Monthly Archives: September 2010


I decide to take the elevator down from the flat. Inside the elevator, alone and abandoned in the corner, rests a large white trashbag, which I equate to an abandoned waif in an unfamiliar world.

I exit the building and take to the streets, only to witness a woman hurling a folded newspaper to a second story balcony. At first I think she is trying to get someone’s attention, but then I realize she is carrying several other newspapers, explaining her extraordinary precision.

I take a right.

Nestled dangerously close between two cars is a truck plastered with the phrase “We Can’t Spell it Right WithoutU.”

I continue to walk down the streets, taking care to watch my step with due caution to oncoming traffic, taxis and mule carts included.

Two minutes of nonstop action.



In Pursuit of Chocolate

Last night I attempted to make brownies from a box. The instructions said to simply add ¼ a kilo of butter and four eggs.1/4 a kilo is the equivalent of two cups . . . four sticks of butter in the US. I, for the life of me, cannot comprehend how one recipe’s worth of box brownies require ¼ a kilo of butter.

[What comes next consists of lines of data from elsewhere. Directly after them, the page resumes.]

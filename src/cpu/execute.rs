//! The N1-5A execution engine.
//!
//! Implements the power state machine and the fetch-decode-execute
//! cycle. The machine is an explicitly owned value: all mutation goes
//! through `&mut self`, so a single owner (or a mutex around one)
//! serializes input writes against cycles. [`Machine::step`] never
//! blocks and never fails; when the power is off it returns the
//! [`PoweredOff`] signal instead of executing.
//!
//! Stepping cadence is entirely the caller's business. The engine
//! exposes no timer, sleep, or loop; the `tick` passed to `step` is an
//! opaque index used only for the trace.

use crate::cpu::decode::{decode, Opcode};
use crate::cpu::memory::Banks;
use crate::cpu::registers::{Registers, NUM_INPUTS, NUM_OUTPUTS};
use crate::cpu::trace::{Trace, TraceEntry};
use crate::logic::Bit;
use crate::prog::{self, LoadDiagnostic};
use serde::{Deserialize, Serialize};
use thiserror::Error;

/// Power state of the machine.
#[derive(Debug, Clone, Copy, PartialEq, Eq, Serialize, Deserialize)]
pub enum Power {
    /// No cycle executes; registers hold their last values.
    Off,
    /// Cycles execute on every `step` call.
    On,
}

/// Signal returned by [`Machine::step`] while the power is off.
///
/// Not a fault: stepping an unpowered machine is a defined outcome
/// that mutates nothing.
#[derive(Debug, Clone, Copy, PartialEq, Eq, Error)]
#[error("power is off")]
pub struct PoweredOff;

/// Read-only view of the architectural state, for display.
#[derive(Debug, Clone, PartialEq, Eq, Serialize, Deserialize)]
pub struct Snapshot {
    pub acc: Bit,
    pub ram: Bit,
    pub bank: u8,
    pub pc: u8,
    pub inputs: [Bit; NUM_INPUTS],
    pub outputs: [Bit; NUM_OUTPUTS],
    pub running: bool,
}

/// The N1-5A machine: registers, instruction banks, trace, and power.
#[derive(Debug, Clone, Serialize, Deserialize)]
pub struct Machine {
    /// CPU registers and ports.
    pub regs: Registers,
    /// Instruction memory.
    pub banks: Banks,
    /// Execution history.
    pub trace: Trace,
    power: Power,
}

impl Machine {
    /// Create a powered-off machine with zeroed state.
    pub fn new() -> Self {
        Self {
            regs: Registers::new(),
            banks: Banks::new(),
            trace: Trace::new(),
            power: Power::Off,
        }
    }

    /// Returns true if the power is on.
    pub fn is_on(&self) -> bool {
        self.power == Power::On
    }

    /// Zero every register except the input levels and reseed the
    /// trace sentinel. Instruction memory is left alone; the loader
    /// clears it on the next load.
    pub fn reset(&mut self) {
        self.regs.reset();
        self.trace.reset();
    }

    /// Load program text into instruction memory.
    ///
    /// Always succeeds; malformed words come back as diagnostics and
    /// leave their cells cleared. Usable while powered off to preview
    /// a program without booting.
    pub fn load_program(&mut self, text: &str) -> Vec<LoadDiagnostic> {
        prog::load(&mut self.banks, text)
    }

    /// Power on: reset, load `program`, start executing.
    ///
    /// Does nothing (and reports no diagnostics) if already on.
    pub fn power_on(&mut self, program: &str) -> Vec<LoadDiagnostic> {
        if self.is_on() {
            return Vec::new();
        }

        self.reset();
        let diagnostics = self.load_program(program);
        self.power = Power::On;
        diagnostics
    }

    /// Power off before the next cycle. Registers keep their values.
    pub fn power_off(&mut self) {
        self.power = Power::Off;
    }

    /// Set an input switch level. Takes effect at the start of the
    /// next cycle; indices outside 0-6 are ignored.
    pub fn set_input(&mut self, index: usize, value: bool) {
        self.regs.set_input(index, value);
    }

    /// Read-only view of the architectural state.
    pub fn snapshot(&self) -> Snapshot {
        Snapshot {
            acc: self.regs.acc,
            ram: self.regs.ram,
            bank: self.regs.bank,
            pc: self.regs.pc,
            inputs: self.regs.inputs,
            outputs: self.regs.outputs,
            running: self.is_on(),
        }
    }

    /// Render the full execution history, one line per record.
    pub fn export_trace(&self) -> String {
        self.trace.export()
    }

    /// Execute one fetch-decode-execute cycle.
    ///
    /// The whole cycle is atomic: register writes and the trace append
    /// all happen before this call returns, and input changes are only
    /// observed at the next call.
    pub fn step(&mut self, tick: u64) -> Result<TraceEntry, PoweredOff> {
        if !self.is_on() {
            return Err(PoweredOff);
        }

        // Fetch address, recorded before execution moves it
        let exec_bank = self.regs.bank;
        let exec_line = self.regs.pc;

        let instr = decode(self.banks.read(exec_bank, exec_line));

        let effect = match instr.opcode {
            Opcode::Load => {
                let source = if instr.operand == 7 {
                    self.regs.acc = self.regs.ram;
                    "RAM".to_string()
                } else {
                    self.regs.acc = self.regs.inputs[instr.operand as usize];
                    format!("IN_{}", instr.operand)
                };
                format!("LOAD {} -> ACC:{}", source, self.regs.acc)
            }

            Opcode::Nor => {
                // NOR against a constant 0: the operand bits are never read
                let prev = self.regs.acc;
                self.regs.acc = prev.nor(Bit::O);
                format!("NOR  (NOT {}) -> ACC:{}", prev, self.regs.acc)
            }

            Opcode::Store => match instr.operand {
                0 => {
                    self.regs.outputs[0] = self.regs.acc;
                    format!("STORE OUT0 -> {}", self.regs.acc)
                }
                1 => {
                    self.regs.outputs[1] = self.regs.acc;
                    format!("STORE OUT1 -> {}", self.regs.acc)
                }
                7 => {
                    self.regs.ram = self.regs.acc;
                    format!("STORE RAM <- {}", self.regs.acc)
                }
                2..=6 => {
                    let target = instr.operand - 2;
                    self.regs.switch_bank(target);
                    format!("STORE BANK -> Switch to Bank {}", target)
                }
                // Operand is a 3-bit field; 0-7 is fully covered above
                _ => unreachable!(),
            },

            Opcode::Jump => {
                if self.regs.acc == Bit::O {
                    self.regs.stage_jump(instr.operand);
                    format!("JUMP to #{}{} (ACC=0)", self.regs.bank, instr.operand)
                } else {
                    "JUMP Skip (ACC=1)".to_string()
                }
            }
        };

        // Universal PC update; staged jump targets land here
        self.regs.advance_pc();

        let entry = TraceEntry {
            tick,
            bank: exec_bank,
            line: exec_line,
            opcode: instr.opcode,
            operand: instr.operand,
            effect,
        };
        self.trace.append(entry.clone());

        Ok(entry)
    }
}

impl Default for Machine {
    fn default() -> Self {
        Self::new()
    }
}

#[cfg(test)]
mod tests {
    use super::*;
    use crate::cpu::trace::TraceRecord;

    fn powered(program: &str) -> Machine {
        let mut machine = Machine::new();
        let diagnostics = machine.power_on(program);
        assert!(diagnostics.is_empty(), "unexpected diagnostics: {:?}", diagnostics);
        machine
    }

    #[test]
    fn test_step_while_off_is_a_signal() {
        let mut machine = Machine::new();
        machine.load_program("#00: 01000");
        let before = machine.snapshot();

        assert_eq!(machine.step(0), Err(PoweredOff));

        assert_eq!(machine.snapshot(), before);
        assert_eq!(machine.trace.full().len(), 1);
    }

    #[test]
    fn test_load_from_input() {
        let mut machine = powered("#00: 00000");
        machine.set_input(0, true);

        let entry = machine.step(0).unwrap();

        assert_eq!(machine.regs.acc, Bit::I);
        assert_eq!(
            entry.to_string(),
            "[Tick 00000] B0 L0: LOAD IN_0 -> ACC:1"
        );
    }

    #[test]
    fn test_load_from_ram() {
        let mut machine = powered("#00: 00_111");
        machine.regs.ram = Bit::I;

        machine.step(0).unwrap();
        assert_eq!(machine.regs.acc, Bit::I);
    }

    #[test]
    fn test_input_visible_next_step() {
        let mut machine = powered("#00: 00_011\n#01: 00_011");
        machine.step(0).unwrap();
        assert_eq!(machine.regs.acc, Bit::O);

        machine.set_input(3, true);
        machine.step(1).unwrap();
        assert_eq!(machine.regs.acc, Bit::I);
    }

    #[test]
    fn test_nor_negates_regardless_of_operand() {
        for operand in 0..8u8 {
            let program = format!("#00: 01_{:03b}\n#01: 01_{:03b}", operand, operand);
            let mut machine = powered(&program);

            machine.step(0).unwrap();
            assert_eq!(machine.regs.acc, Bit::I);
            machine.step(1).unwrap();
            assert_eq!(machine.regs.acc, Bit::O);
        }
    }

    #[test]
    fn test_store_outputs_and_ram() {
        // NOR raises ACC, then store to OUT0, OUT1 and RAM
        let mut machine = powered("#00: 01000\n#01: 10_000\n#02: 10_001\n#03: 10_111");

        for tick in 0..4 {
            machine.step(tick).unwrap();
        }

        assert_eq!(machine.regs.outputs, [Bit::I, Bit::I]);
        assert_eq!(machine.regs.ram, Bit::I);
    }

    #[test]
    fn test_bank_switch_lands_on_line_zero() {
        // Engine reaches line 2, where operand 3 switches to bank 1
        let mut machine = powered("#02: 10_011");

        machine.step(0).unwrap();
        machine.step(1).unwrap();
        let entry = machine.step(2).unwrap();

        assert_eq!(entry.bank, 0, "trace records the pre-switch bank");
        assert_eq!(entry.line, 2);
        assert_eq!(machine.regs.bank, 1);
        assert_eq!(machine.regs.pc, 0);
    }

    #[test]
    fn test_bank_switch_next_fetch() {
        // Bank 1 line 0 raises ACC after the switch from bank 0
        let mut machine = powered("#00: 10_011\n#10: 01_000");

        machine.step(0).unwrap();
        machine.step(1).unwrap();

        assert_eq!(machine.regs.acc, Bit::I);
        assert_eq!(machine.regs.bank, 1);
        assert_eq!(machine.regs.pc, 1);
    }

    #[test]
    fn test_jump_taken_when_acc_zero() {
        let mut machine = powered("#05: 11_000");

        for tick in 0..6 {
            machine.step(tick).unwrap();
        }

        assert_eq!(machine.regs.bank, 0);
        assert_eq!(machine.regs.pc, 0);
    }

    #[test]
    fn test_jump_skipped_when_acc_one() {
        // Raise ACC first, then hit the jump at line 1
        let mut machine = powered("#00: 01_000\n#01: 11_101");

        machine.step(0).unwrap();
        let entry = machine.step(1).unwrap();

        assert_eq!(entry.effect, "JUMP Skip (ACC=1)");
        assert_eq!(machine.regs.pc, 2);
    }

    #[test]
    fn test_pc_wraps_after_full_bank() {
        let mut machine = powered("");

        for tick in 0..8 {
            machine.step(tick).unwrap();
            assert!(machine.regs.pc < 8);
        }
        assert_eq!(machine.regs.pc, 0);
    }

    #[test]
    fn test_power_off_retains_registers() {
        let mut machine = powered("#00: 01000");
        machine.step(0).unwrap();
        assert_eq!(machine.regs.acc, Bit::I);

        machine.power_off();

        assert_eq!(machine.step(1), Err(PoweredOff));
        assert_eq!(machine.regs.acc, Bit::I);
        assert_eq!(machine.regs.pc, 1);
    }

    #[test]
    fn test_power_on_clears_previous_program() {
        let mut machine = powered("#00: 11111\n#17: 10101");
        machine.step(0).unwrap();
        machine.power_off();

        // Booting with program B leaves no residue of program A
        let diagnostics = machine.power_on("#00: 01000");
        assert!(diagnostics.is_empty());

        assert!(machine.banks.read(1, 7).is_zero());
        assert_eq!(machine.banks.read(0, 0).bits(), 0b01000);
        assert_eq!(machine.trace.full(), &[TraceRecord::Ready]);
        assert_eq!(machine.regs.pc, 0);
    }

    #[test]
    fn test_power_on_while_on_is_a_no_op() {
        let mut machine = powered("#00: 01000");
        machine.step(0).unwrap();

        let diagnostics = machine.power_on("#00: 11111");

        assert!(diagnostics.is_empty());
        assert_eq!(machine.banks.read(0, 0).bits(), 0b01000);
        assert_eq!(machine.regs.pc, 1);
    }

    #[test]
    fn test_power_on_reports_diagnostics() {
        let mut machine = Machine::new();
        let diagnostics = machine.power_on("#00: ___\n#01: 01000");

        assert_eq!(diagnostics.len(), 1);
        assert!(machine.banks.read(0, 0).is_zero());
        assert_eq!(machine.banks.read(0, 1).bits(), 0b01000);
    }

    #[test]
    fn test_trace_accumulates_per_step() {
        let mut machine = powered("#00: 01000");
        machine.step(0).unwrap();
        machine.step(1).unwrap();

        // Sentinel plus two cycles
        assert_eq!(machine.trace.full().len(), 3);
        let export = machine.export_trace();
        assert!(export.ends_with('\n'));
        assert_eq!(export.lines().count(), 3);
    }

    #[test]
    fn test_snapshot_reflects_state() {
        let mut machine = powered("#00: 01000\n#01: 10_000");
        machine.set_input(4, true);
        machine.step(0).unwrap();
        machine.step(1).unwrap();

        let snap = machine.snapshot();
        assert!(snap.running);
        assert_eq!(snap.acc, Bit::I);
        assert_eq!(snap.outputs[0], Bit::I);
        assert_eq!(snap.inputs[4], Bit::I);
        assert_eq!(snap.pc, 2);
        assert_eq!(snap.bank, 0);
    }
}
//! Listing renderer: instruction memory → annotated program text.
//!
//! The inverse of the loader, used by the `list` command and the
//! front panel. Output lines parse back through the loader unchanged.

use crate::cpu::decode::{decode, Instruction, Opcode};
use crate::cpu::memory::{Banks, LINES_PER_BANK, NUM_BANKS};

/// Render a full listing of instruction memory, one `#BL: word`
/// line per cell, banks separated by blank lines.
pub fn listing(banks: &Banks) -> String {
    let mut out = String::new();

    for bank in 0..NUM_BANKS as u8 {
        if bank > 0 {
            out.push('\n');
        }
        for line in 0..LINES_PER_BANK as u8 {
            let word = banks.read(bank, line);
            let instr = decode(word);
            out.push_str(&format!(
                "#{}{}: {}  ; {}\n",
                bank,
                line,
                word,
                mnemonic(&instr)
            ));
        }
    }

    out
}

/// Human-readable mnemonic for a decoded instruction.
pub fn mnemonic(instr: &Instruction) -> String {
    match instr.opcode {
        Opcode::Load => {
            if instr.operand == 7 {
                "LOAD RAM".to_string()
            } else {
                format!("LOAD IN_{}", instr.operand)
            }
        }
        Opcode::Nor => "NOR".to_string(),
        Opcode::Store => match instr.operand {
            0 => "STORE OUT0".to_string(),
            1 => "STORE OUT1".to_string(),
            7 => "STORE RAM".to_string(),
            2..=6 => format!("BANK {}", instr.operand - 2),
            _ => unreachable!(),
        },
        Opcode::Jump => format!("JUMP {}", instr.operand),
    }
}
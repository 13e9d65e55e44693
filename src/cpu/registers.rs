//! N1-5A CPU registers and ports.
//!
//! The machine's whole architectural state fits in a handful of bits:
//! - ACC: 1-bit accumulator, the only working register
//! - RAM: the single 1-bit data memory cell
//! - BANK: active instruction bank (0-4)
//! - PC: program counter within the active bank (0-7)
//! - IN 0-6: input switch levels, owned by the external controller
//! - OUT 0-1: output lamp levels, written only by STORE

use crate::cpu::memory::{LINES_PER_BANK, NUM_BANKS};
use crate::logic::Bit;
use serde::{Deserialize, Serialize};

/// Number of input switches.
pub const NUM_INPUTS: usize = 7;

/// Number of output lamps.
pub const NUM_OUTPUTS: usize = 2;

/// The N1-5A register file.
///
/// `bank` and `pc` are always valid instruction addresses between
/// cycles; the jump helpers below keep that invariant.
#[derive(Clone, Debug, PartialEq, Eq, Serialize, Deserialize)]
pub struct Registers {
    /// ACC: the 1-bit accumulator.
    pub acc: Bit,

    /// RAM: the single 1-bit data memory cell.
    pub ram: Bit,

    /// Active instruction bank (0-4).
    pub bank: u8,

    /// Program counter within the active bank (0-7).
    pub pc: u8,

    /// Input switch levels, settable by the controller at any time.
    pub inputs: [Bit; NUM_INPUTS],

    /// Output lamp levels, written only by STORE.
    pub outputs: [Bit; NUM_OUTPUTS],
}

impl Registers {
    /// Create a register file with all values zeroed.
    pub fn new() -> Self {
        Self {
            acc: Bit::O,
            ram: Bit::O,
            bank: 0,
            pc: 0,
            inputs: [Bit::O; NUM_INPUTS],
            outputs: [Bit::O; NUM_OUTPUTS],
        }
    }

    /// Reset every register except the input levels.
    ///
    /// Inputs are physical switch positions owned by the controller;
    /// a reset does not move them.
    pub fn reset(&mut self) {
        self.acc = Bit::O;
        self.ram = Bit::O;
        self.bank = 0;
        self.pc = 0;
        self.outputs = [Bit::O; NUM_OUTPUTS];
    }

    /// Set an input switch level. Indices outside 0-6 are ignored.
    pub fn set_input(&mut self, index: usize, value: bool) {
        if index < NUM_INPUTS {
            self.inputs[index] = Bit::from_bool(value);
        }
    }

    /// The universal program counter update, applied after every
    /// instruction: advance one line, wrapping within the bank.
    pub fn advance_pc(&mut self) {
        self.pc = (self.pc + 1) % LINES_PER_BANK as u8;
    }

    /// Park the counter one line before `line` so that the universal
    /// [`advance_pc`](Self::advance_pc) lands exactly on it.
    ///
    /// JUMP and the STORE bank switch both encode their targets this
    /// way instead of bypassing the universal update.
    pub fn stage_jump(&mut self, line: u8) {
        debug_assert!((line as usize) < LINES_PER_BANK);
        self.pc = (line + LINES_PER_BANK as u8 - 1) % LINES_PER_BANK as u8;
    }

    /// Switch to `bank` and stage line 0 as the next fetch address.
    pub fn switch_bank(&mut self, bank: u8) {
        debug_assert!((bank as usize) < NUM_BANKS);
        self.bank = bank;
        self.stage_jump(0);
    }
}

impl Default for Registers {
    fn default() -> Self {
        Self::new()
    }
}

Isaiah attempted to make the same kind of brownies a couple weeks ago. He cautioned me that it was swimming in butter and wasn’t very sweet tasting anyway.

I decided to approach the task with caution. The mission: make the batter tolerable. If the batter is tolerable, how bad can the final product be?

I decided to toss in 2 eggs, a random amount of oil, and some water. The batter was a good consistency, but didn’t taste like brownie at all! So I did what anyone would do. I added sugar. I am not sure how much I added in the end. Probably not more than a cup, although it’s certainly possible. I was still concerned, however, about the overall chocolately-ness. All I found in the kitchen was some Nesquick, so I threw in a liberal amount of that as well. With fear and trembling, I began to think this might actually result in something edible.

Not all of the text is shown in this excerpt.